Hosed by hic-CUPS
I wrote a blog entry a while ago on setting up the Canon Pixma MP500 on linux. Well, I upgraded CUPS, and everything went to shizzle. It just stopped working, with no obvious explanation.
Tracing back through my original frustrations, I remembered that the single most vexing problem was that of the user running the CUPS programs. After a wasted evening digging around, I discovered that CUPS 1.2 changed the way CUPS runs its programs, in the name of enhanced security:
RunAsUser Removed; The insecure RunAsUser mode has been removed in favor of OS mechanisms such as SELinux
http://www.cups.org/documentation.php/whatsnew.html
Setting
User root
in /etc/cups/cups.conf for some reason is not able to override the user running the programs. Since cifmp500 insists on being run as root (as I mentioned previously), printing will always fail in CUPS 1.2 with a cryptic debug log to /var/log/cups/error_log:
Error: invalid printer model name
The only solution I had was to roll back to CUPS 1.1 . I followed the ArchWiki directions on building obsolete packages to create a package based on version 1.1.23 . Unfortunately, I ran into an issue with the PNG library using a deprecated function. I did not want to downgrade libpng, so I resolved the issue (hopefully) with a patch. Here’s the CUPS 1.1.23 package source with the PNG patch. To build and deploy:
% tar xvfz cups.tar.gz % cd cups % makepkg % su % pacman -R cups % pacman -A -f cups-1.1.23-5.pkg.tar.gz
I still had to go back and twiddle the user setting in cupsd.conf … but an invocation of cngpij finally woke up the printer and did something! Hooray!

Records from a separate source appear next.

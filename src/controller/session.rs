//! Login / fetch / logout against a classic controller or a UniFi OS console.

use axum::http::{HeaderMap, HeaderValue, Method, StatusCode};
use serde::Deserialize;
use serde_json::{json, Value};

use crate::config::OutboundConfig;
use crate::http::client::client_builder;

/// UniFi OS consoles hand out (and rotate) this token; state-changing calls must echo it.
const CSRF_HEADER: &str = "x-csrf-token";
const UPDATED_CSRF_HEADER: &str = "x-updated-csrf-token";

/// Endpoint set for one controller flavour.
#[derive(Debug)]
struct ApiPaths {
    login: &'static str,
    site_stats: &'static str,
    logout: &'static str,
}

const CLASSIC: ApiPaths = ApiPaths {
    login: "api/login",
    site_stats: "api/stat/sites",
    logout: "api/logout",
};

const UNIFI_OS: ApiPaths = ApiPaths {
    login: "api/auth/login",
    site_stats: "proxy/network/api/stat/sites",
    logout: "api/auth/logout",
};

/// Which API the controller speaks.
#[derive(Debug, Clone, Copy, PartialEq, Eq)]
pub enum ControllerKind {
    /// Standalone network application.
    Classic,
    /// UniFi OS console (UDM, UDR, Cloud Key Gen2+): network API under `/proxy/network`.
    UnifiOs,
}

impl ControllerKind {
    fn paths(self) -> &'static ApiPaths {
        match self {
            ControllerKind::Classic => &CLASSIC,
            ControllerKind::UnifiOs => &UNIFI_OS,
        }
    }
}

/// Error type for controller sessions.
#[derive(Debug, thiserror::Error)]
pub enum SessionError {
    /// Credentials were refused. Not a transport failure.
    #[error("login rejected by controller")]
    LoginRejected,

    #[error("controller request failed: {0}")]
    Transport(#[from] reqwest::Error),

    #[error("controller returned {status} for {endpoint}")]
    Status {
        endpoint: &'static str,
        status: StatusCode,
    },

    /// The controller answered but flagged the call as failed.
    #[error("controller reported an error: {0}")]
    Api(String),
}

/// Standard controller response wrapper: `{"meta": {"rc": "ok"}, "data": [...]}`.
#[derive(Debug, Deserialize)]
struct Envelope {
    meta: Meta,
    #[serde(default)]
    data: Vec<Value>,
}

#[derive(Debug, Deserialize)]
struct Meta {
    rc: String,
    #[serde(default)]
    msg: Option<String>,
}

impl Meta {
    fn is_ok(&self) -> bool {
        self.rc == "ok"
    }
}

/// Client, address and protocol state shared by both session stages.
#[derive(Debug)]
struct Connection {
    client: reqwest::Client,
    base_url: String,
    kind: ControllerKind,
    csrf_token: Option<HeaderValue>,
}

impl Connection {
    fn request(&self, method: Method, path: &str) -> reqwest::RequestBuilder {
        let request = self.client.request(method, endpoint(&self.base_url, path));
        match &self.csrf_token {
            Some(token) => request.header(CSRF_HEADER, token.clone()),
            None => request,
        }
    }

    fn remember_csrf(&mut self, headers: &HeaderMap) {
        if let Some(token) = headers
            .get(UPDATED_CSRF_HEADER)
            .or_else(|| headers.get(CSRF_HEADER))
        {
            self.csrf_token = Some(token.clone());
        }
    }
}

/// An unauthenticated session against one controller.
#[derive(Debug)]
pub struct ControllerSession {
    conn: Connection,
}

/// A session holding a valid login cookie.
#[derive(Debug)]
#[must_use = "a logged-in session should be logged out"]
pub struct LoggedIn {
    conn: Connection,
}

impl ControllerSession {
    /// Prepare a session against `base_url` (`host[:port]`).
    ///
    /// Fetches the root page to tell a UniFi OS console (which answers with a
    /// CSRF token header) from a classic controller.
    pub async fn connect(
        outbound: &OutboundConfig,
        base_url: impl Into<String>,
    ) -> Result<Self, SessionError> {
        let client = client_builder(outbound).cookie_store(true).build()?;
        let mut conn = Connection {
            client,
            base_url: base_url.into(),
            kind: ControllerKind::Classic,
            csrf_token: None,
        };

        let root = conn.request(Method::GET, "").send().await?;
        if root.headers().contains_key(CSRF_HEADER) {
            conn.kind = ControllerKind::UnifiOs;
            conn.remember_csrf(root.headers());
        }
        tracing::debug!(base_url = %conn.base_url, kind = ?conn.kind, "Detected controller");

        Ok(Self { conn })
    }

    /// Submit credentials. A refusal is reported as [`SessionError::LoginRejected`].
    pub async fn login(mut self, username: &str, password: &str) -> Result<LoggedIn, SessionError> {
        let path = self.conn.kind.paths().login;
        tracing::debug!(base_url = %self.conn.base_url, "Logging in to controller");

        let response = self
            .conn
            .request(Method::POST, path)
            .json(&json!({ "username": username, "password": password }))
            .send()
            .await?;

        let status = response.status();
        if matches!(
            status,
            StatusCode::BAD_REQUEST | StatusCode::UNAUTHORIZED | StatusCode::FORBIDDEN
        ) {
            return Err(SessionError::LoginRejected);
        }
        if !status.is_success() {
            return Err(SessionError::Status {
                endpoint: path,
                status,
            });
        }
        self.conn.remember_csrf(response.headers());

        // Classic controllers wrap the reply and report refusals in `meta.rc`.
        let body = response.bytes().await?;
        if let Ok(envelope) = serde_json::from_slice::<Envelope>(&body) {
            if !envelope.meta.is_ok() {
                return Err(SessionError::LoginRejected);
            }
        }

        Ok(LoggedIn { conn: self.conn })
    }
}

impl LoggedIn {
    pub fn kind(&self) -> ControllerKind {
        self.conn.kind
    }

    /// Statistics for every site the account can see, in controller order.
    pub async fn site_stats(&self) -> Result<Vec<Value>, SessionError> {
        let path = self.conn.kind.paths().site_stats;
        let response = self.conn.request(Method::GET, path).send().await?;

        let status = response.status();
        if !status.is_success() {
            return Err(SessionError::Status {
                endpoint: path,
                status,
            });
        }

        let envelope: Envelope = response.json().await?;
        if !envelope.meta.is_ok() {
            return Err(SessionError::Api(
                envelope.meta.msg.unwrap_or(envelope.meta.rc),
            ));
        }
        Ok(envelope.data)
    }

    /// End the session on the controller.
    pub async fn logout(self) -> Result<(), SessionError> {
        let path = self.conn.kind.paths().logout;
        let response = self.conn.request(Method::POST, path).send().await?;

        let status = response.status();
        if !status.is_success() {
            return Err(SessionError::Status {
                endpoint: path,
                status,
            });
        }
        tracing::debug!(base_url = %self.conn.base_url, "Logged out of controller");
        Ok(())
    }
}

fn endpoint(base_url: &str, path: &str) -> String {
    format!("{}/{}", base_url.trim_end_matches('/'), path)
}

Guess what I’m about to do right now?
/etc/pacman.conf:
IgnorePkg = kernel26 cups
January 7th, 2010 at 14:06
I know that I am replying to a blog-entry which is about 2.5 years old. The accompanied problem however is not.
I just tried to install the “Canon PIXMA MP550″ and after a rather long search for suitable drivers (Gutenprint, etc. pp.) I finally chose to install the drivers provided by Canon: “cnijfilter-common-3.20-1.i386.rpm” and “cnijfilter-mp500-3.20-1.i386.rpm”.
This, of course, didn’t work (same problem: CUPS accepted printing job but didn’t print) and after digging deep through log files and juggling config variables I finally tracked the ostensible culprit in the CUPS error log file:
“Error: invalid printer model name”
(It was right about then that I found this blog entry)
So I had the same problem but I didn’t want to downgrade CUPS, as was suggested here. So I “strace”d the program “cifmp550″ and found the real culprit:
“$> strace ./cifmp550
…
brk(0×8077000) = 0×8077000
open(“/usr/lib/bjlib/cifmp550.conf”, O_RDONLY) = -1 EACCES (Permission denied)
write(2, “Error: invalid printer model nam”…, 34) = 34
close(0) = 0
exit_group(0) = ?”
So in my case, instead of downgrading CUPS, a simple
$> chown lp:lp /usr/lib/bjlib/cifmp550.conf
sufficed.
I hope this helps people who have the same problem and happen to stumble onto this page… and thanks to you Mr. Chai for linking the error message to the misbehaving program (else my search had probably continued).
January 8th, 2010 at 21:55
@SomeName: Thanks for the post. For the record, Ubuntu 9.10 comes with a driver that works for the MP500 out of the box, which I was very happy to see!